Serious legislating hits a low point
Congress substitutes winning for doing things the right way
It is hard to imagine a better encapsulation of Congress’ pathetic lack of seriousness and self-respect than the rushed passage last week, without a single Democratic vote, of the officially titled “One Big Beautiful Bill.”
Other than the blowout funding for border security and permanently extending expiring tax cuts, there is little else in the sprawling legislation that was at the top of the policy wishlist for most Americans—or, for that matter, most Republicans.
Add trillions to the runaway national debt—and with it, the trade deficit?
End health insurance coverage for millions of low-income households?
Increase monthly payments for outstanding student loans?
End subsidies for electric cars and cheap new sources of clean energy for an over-stretched electric grid?
Reduce food stamps and school lunches for poor kids?
Prevent Medicare from negotiating lower prices for certain drugs?
Increase the exemption on the estate tax to $30 million per couple?
Reopen a tax loophole that encourages multinationals that transfer jobs and intellectual property to tax havens?
Provide a new tax break for those who buy cars on credit but not with cash?
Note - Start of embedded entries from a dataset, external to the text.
use std::f32::consts::TAU;

use glam::Vec2;
use rand::Rng;

use crate::color::Rgba;
use crate::config::ParticleConfig;
use crate::motif::{Motif, Shape};
use crate::surface::{Surface, SurfaceSize};

/// Number of concentric rings drawn for an echo particle.
const ECHO_RINGS: usize = 3;
/// Vertical length of a lightning bolt segment.
const BOLT_LENGTH: f32 = 10.0;

#[derive(Clone, Debug, PartialEq)]
pub struct Particle {
    pub position: Vec2,
    pub size: f32,
    pub velocity: Vec2,
    pub opacity: f32,
    /// `1.0` while brightening, `-1.0` while fading.
    pub fade_direction: f32,
    /// Phase driving the sinusoidal sway of several motifs.
    pub angle: f32,
    pub angle_speed: f32,
    pub motif: Motif,
    pub color: Rgba,
}

impl Particle {
    /// Scatter a new particle uniformly over the surface.
    pub fn spawn<R: Rng>(motif: Motif, size: SurfaceSize, cfg: &ParticleConfig, rng: &mut R) -> Self {
        let position = Vec2::new(rng.gen::<f32>() * size.width, rng.gen::<f32>() * size.height);
        let radius = rng.gen::<f32>() * cfg.size_range + cfg.size_min;
        let velocity = Vec2::new(
            (rng.gen::<f32>() - 0.5) * cfg.base_speed,
            (rng.gen::<f32>() - 0.5) * cfg.base_speed,
        );
        // Starting opacity stays inside the pulse band.
        let opacity = (rng.gen::<f32>() * 0.5 + 0.3).clamp(cfg.opacity_min, cfg.opacity_max);
        let fade_direction = if rng.gen::<f32>() > 0.5 { 1.0 } else { -1.0 };
        let angle = rng.gen::<f32>() * TAU;
        let angle_speed = (rng.gen::<f32>() - 0.5) * cfg.angle_speed;

        let mut particle = Self {
            position,
            size: radius,
            velocity,
            opacity,
            fade_direction,
            angle,
            angle_speed,
            motif,
            color: motif.palette().primary.with_alpha(opacity),
        };
        particle.color = particle.current_color(rng);
        particle
    }

    /// Advance one frame: motion, phase, opacity pulse, wraparound, colour.
    pub fn update<R: Rng>(&mut self, bounds: SurfaceSize, cfg: &ParticleConfig, rng: &mut R) {
        self.apply_motion();
        self.angle += self.angle_speed;
        self.pulse(cfg);
        self.wrap(bounds, cfg.wrap_margin);
        self.color = self.current_color(rng);
    }

    fn apply_motion(&mut self) {
        let sway = self.angle.sin();
        let p = &mut self.position;
        match self.motif {
            Motif::Mountain => {
                // mist sinks regardless of the seeded vertical sign
                p.y += self.velocity.y.abs() * 0.3;
                p.x += sway * 0.2;
            }
            Motif::Water => {
                p.y += sway * 0.5;
                p.x += self.velocity.x;
            }
            Motif::Feather => {
                p.y -= 0.5;
                p.x += sway * 0.8;
            }
            Motif::Echo => {
                self.size = 2.0 + sway;
                *p += self.velocity * 0.3;
            }
            Motif::Lightning => {
                *p += self.velocity * 2.0;
            }
            Motif::Aurora => {
                p.y += sway * 0.3;
                p.x += self.angle.cos() * 0.3;
            }
            Motif::Golden => {
                p.y -= 0.3;
                p.x += sway * 0.5;
            }
        }
    }

    fn pulse(&mut self, cfg: &ParticleConfig) {
        self.opacity = (self.opacity + self.fade_direction * cfg.fade_step)
            .clamp(cfg.opacity_min, cfg.opacity_max);
        if self.opacity <= cfg.opacity_min || self.opacity >= cfg.opacity_max {
            // Point the pulse back into the band.
            self.fade_direction = if self.opacity <= cfg.opacity_min { 1.0 } else { -1.0 };
        }
    }

    fn wrap(&mut self, bounds: SurfaceSize, margin: f32) {
        let p = &mut self.position;
        if p.y < -margin {
            p.y = bounds.height + margin;
        } else if p.y > bounds.height + margin {
            p.y = -margin;
        }
        if p.x < -margin {
            p.x = bounds.width + margin;
        } else if p.x > bounds.width + margin {
            p.x = -margin;
        }
    }

    /// Motif hue at the current opacity; aurora picks one of its two hues
    /// at random on every call.
    pub fn current_color<R: Rng>(&self, rng: &mut R) -> Rgba {
        let palette = self.motif.palette();
        let rgb = match palette.secondary {
            Some(alt) if rng.gen::<f32>() <= 0.5 => alt,
            _ => palette.primary,
        };
        rgb.with_alpha(self.opacity)
    }

    pub fn draw<S: Surface + ?Sized, R: Rng>(&self, surface: &mut S, cfg: &ParticleConfig, rng: &mut R) {
        match self.motif.shape() {
            Shape::GlowDot => {
                surface.fill_circle(self.position, self.size, self.color, cfg.glow_blur);
            }
            Shape::Feather => {
                let radii = Vec2::new(self.size * 2.0, self.size * 4.0);
                surface.fill_ellipse(self.position, radii, self.angle, self.color);
            }
            Shape::Rings => {
                for i in 0..ECHO_RINGS {
                    let color = self.color.with_alpha(self.opacity / (i + 1) as f32);
                    surface.stroke_ring(self.position, self.size + i as f32 * 2.0, color, 1.0);
                }
            }
            Shape::Bolt => {
                let jitter = rng.gen::<f32>() * BOLT_LENGTH - BOLT_LENGTH / 2.0;
                let to = self.position + Vec2::new(jitter, BOLT_LENGTH);
                surface.stroke_line(
                    self.position,
                    to,
                    self.color,
                    self.size * 0.5,
                    cfg.bolt_glow_blur,
                );
            }
        }
    }
}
Expand the tax break to those rich enough to pay $40,000 a year in state and local taxes?
Repeal the tax on gun silencers?
The only logic to this dog’s breakfast of a bill was undoing everything Democrats had done and rewarding special interests for their support in the last election. In the end, the argument that brought around dozens of reluctant Republicans wasn’t that it was about good policy. It was simply about winning.
Could there be anything more pathetic than Republican Sen. Lisa Murkowski, who had the power to stop it dead in its tracks, acknowledging that she had sold out the citizens of the other 49 states after winning a few paltry carve-outs for Alaska — and then pleading with the House to put things right.
Or Missouri’s Josh Hawley, who was all “hell, no” to robbing working class voters of their Medicaid until he wasn’t, offering up a lame promise “to do everything in my power to reverse future cuts to Medicaid.”
Or how about those debt-obsessed members of the House Freedom Caucus who, once again, proved themselves to be all hat and no cattle.
The one profile in courage, Sen. Thom Tillis, stood his ground on the Medicaid cuts and voted no, only to undercut his own message by caving to President Donald Trump’s threats of a primary challenge and declaring he wouldn’t be running for reelection in 2026 after all.
Tillis has such little faith in North Carolina voters that he didn’t even give himself the chance to make the case for his candor and courage, or consider running as an independent in a three-way race that he would have had a decent chance of winning.
And what of Democrats in all this?
Try this little thought experiment:
Imagine you are a Democrat in the House or Senate and you had an opportunity to make this terrible bill significantly less bad for the people you profess to care about — less new debt, no food stamp cuts, a less onerous Medicare work requirement and burdensome rules for Obamacare, fewer tax breaks for the rich and big corporations.
But what if doing so would require you to work with Murkowski, Tillis, Hawley and Republicans with similar concerns and vote for an alternative that contained other stuff you didn’t like. Would you do it?
What we know is that any Democrat who might have pursued such a deal would have been given the same treatment as the Republicans who threatened to break with their party leaders and caucus. And, no surprise, none tried. But how is that any less disappointing in terms of political courage or principled leadership than Murkowski, Hawley, Tillis and the alleged debt hawks of the Freedom Caucus?
And there’s the problem. In the midst of a political blood feud, when people who know better and have the power to make things better aren’t willing to risk being criticized and ostracized or maybe lose their jobs, what you get is “One Big Beautiful Bill.”
What would it take to prevent it from happening again? It would require a dozen members from both parties in both chambers to commit themselves now—in advance, when the political stakes are low—to a handful of commonsense, partisan-neutral principles that they will abide by no matter what the issue or which party is in the majority.
No giant packages dealing with dozens of unrelated issues released and voted on at the last minute.
No major legislation without serious committee hearings and public deliberation.
No major legislation without the opportunity to debate and vote on bipartisan amendments with significant bipartisan support.
No “budget reconciliations” that increase deficits rather than reduce them.
Yes, I know, process is boring. But unless you believe that members of Congress are going to suddenly discover their inner Henry Clays and Daniel Websters, the only hope of changing legislative outcomes is to change the legislative process that produces them.